The fossil fuel divestment movement, however, has it backwards. The morally superior choice is for people to be free to use energy to make their lives better. Today, that means having access to the abundant energy resources of coal, oil, and natural gas. Those are the technologies that lifted the developed world out of poverty, and they continue to lift millions out of poverty while they power the high-energy lives of those of us fortunate enough to live in the developed world.

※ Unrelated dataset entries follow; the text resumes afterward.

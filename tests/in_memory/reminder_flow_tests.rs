//! In-memory integration tests for reminder passes.

use super::helpers::{Workspace, admin, column, workspace};
use chrono::{TimeDelta, Utc};
use rstest::rstest;
use taskboard::task::{
    domain::{ReminderInterval, TaskId},
    services::{CreateTaskRequest, UpdateTaskRequest},
};

async fn make_due(ws: &Workspace, task_id: TaskId) -> Result<(), eyre::Report> {
    let request = UpdateTaskRequest {
        next_reminder_at: Some(Some(Utc::now() - TimeDelta::minutes(1))),
        ..UpdateTaskRequest::default()
    };
    ws.tasks.update(task_id, request, Some(&admin())).await?;
    Ok(())
}

#[rstest]
#[tokio::test(flavor = "multi_thread")]
async fn due_reminder_is_mailed_and_rescheduled(
    workspace: Result<Workspace, eyre::Report>,
) -> Result<(), eyre::Report> {
    let ws = workspace?;
    let board = ws.board("Ops").await?;
    let task = ws
        .task(
            column(&board, "In Progress")?,
            CreateTaskRequest::new("Rotate keys")
                .with_assignee("dev@example.com")
                .with_reminder(ReminderInterval::FifteenMinutes),
        )
        .await?;
    make_due(&ws, task.id()).await?;

    let before = Utc::now();
    let summary = ws.reminders.run().await?;

    eyre::ensure!(summary.sent == 1, "expected one reminder, got {summary:?}");
    let sent = ws.mailer.sent();
    let subject = sent.first().map(|message| message.subject.as_str());
    eyre::ensure!(subject == Some("Reminder: Rotate keys"), "unexpected subject {subject:?}");
    let stored = ws
        .tasks
        .find(task.id())
        .await?
        .ok_or_else(|| eyre::eyre!("task missing after reminder pass"))?;
    let next = stored
        .next_reminder_at()
        .ok_or_else(|| eyre::eyre!("reminder should be rescheduled"))?;
    eyre::ensure!(next >= before + TimeDelta::minutes(15), "next reminder too early: {next}");
    Ok(())
}

#[rstest]
#[tokio::test(flavor = "multi_thread")]
async fn finished_work_is_not_reminded(
    workspace: Result<Workspace, eyre::Report>,
) -> Result<(), eyre::Report> {
    let ws = workspace?;
    let board = ws.board("Ops").await?;
    let task = ws
        .task(
            column(&board, "Done")?,
            CreateTaskRequest::new("Archive logs")
                .with_assignee("dev@example.com")
                .with_reminder(ReminderInterval::OneHour),
        )
        .await?;
    make_due(&ws, task.id()).await?;

    let summary = ws.reminders.run().await?;

    eyre::ensure!(summary.sent == 0, "done tasks must not be reminded");
    eyre::ensure!(
        summary.message() == "No reminders to send at this time.",
        "unexpected message {}",
        summary.message()
    );
    eyre::ensure!(ws.mailer.sent().is_empty());
    Ok(())
}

Upon careful consideration of the benefits and costs to society of using coal, oil, and natural gas, it is clear that the overall impact of these technologies is hugely positive. Rather than protesting these fuels, activists who understand the big picture should praise them and the great benefits they bring to the world. Unfortunately, the divestment movement does not appear to be interested in helping to elevate humanity out of poverty or improving people’s lives. Instead, the movement is on a crusade to dismantle the technologies and products essential to modern life.
History of the Movement
Fossil fuel divestment is the brainchild of climate activist Bill McKibben. In a 2012 Rolling Stone article titled Global Warming’s Terrifying New Math, McKibben laid out his case for using dramatically less coal, oil, and natural gas (practically none). This article was also the most prominent place anyone had discussed using fossil fuel divestment as a political strategy, an idea he fleshed out in a later article.
Thus far, McKibben’s divestment strategy has focused largely on spurring action on college and university campuses. The divestment movement is geared toward campuses because, according to McKibben, “with Washington blocked, campuses are suddenly a front line in the climate fight—a place to stand up to a status quo that is wrecking the planet.”
The vast majority of University administrations, however—concerned with maintaining endowments that support everything from tuition assistance to classrooms themselves—have not given in. The leaders of Harvard, Georgetown, Tufts, Tulane, American, and Duke Universities, among others, have all rejected student groups’ calls to divest. Even though major universities are not biting, the movement does maintain a list of “commitments” on the site GoFossilFree.org, mostly from small schools, local governments, and churches. The movement is alive, but has yet to catch on with mainstream institutions.
Right now, people in the divestment movement are promoting “Global Divestment Day,” a two-day event meant to rouse collective action in support of fossil fuel divestment. The movement’s website describes the goals of the event as:
Individuals will close their accounts with banks and pension funds investing in climate chaos. University and college students will hold flash-mobs, vigils, sit-ins and rallies calling upon their endowments to invest in a liveable future. Faith leaders and people living on the frontline of climate change will band together to urge their communities to divest from climate destruction. In financial capitals, people will gather for colourful rallies calling on investors to break up with the fossil fuel industry and sever their ties once and for all.
Divestment Day is the latest ploy in a movement that, unfortunately, fails to consider the needs of the world’s poor and American families.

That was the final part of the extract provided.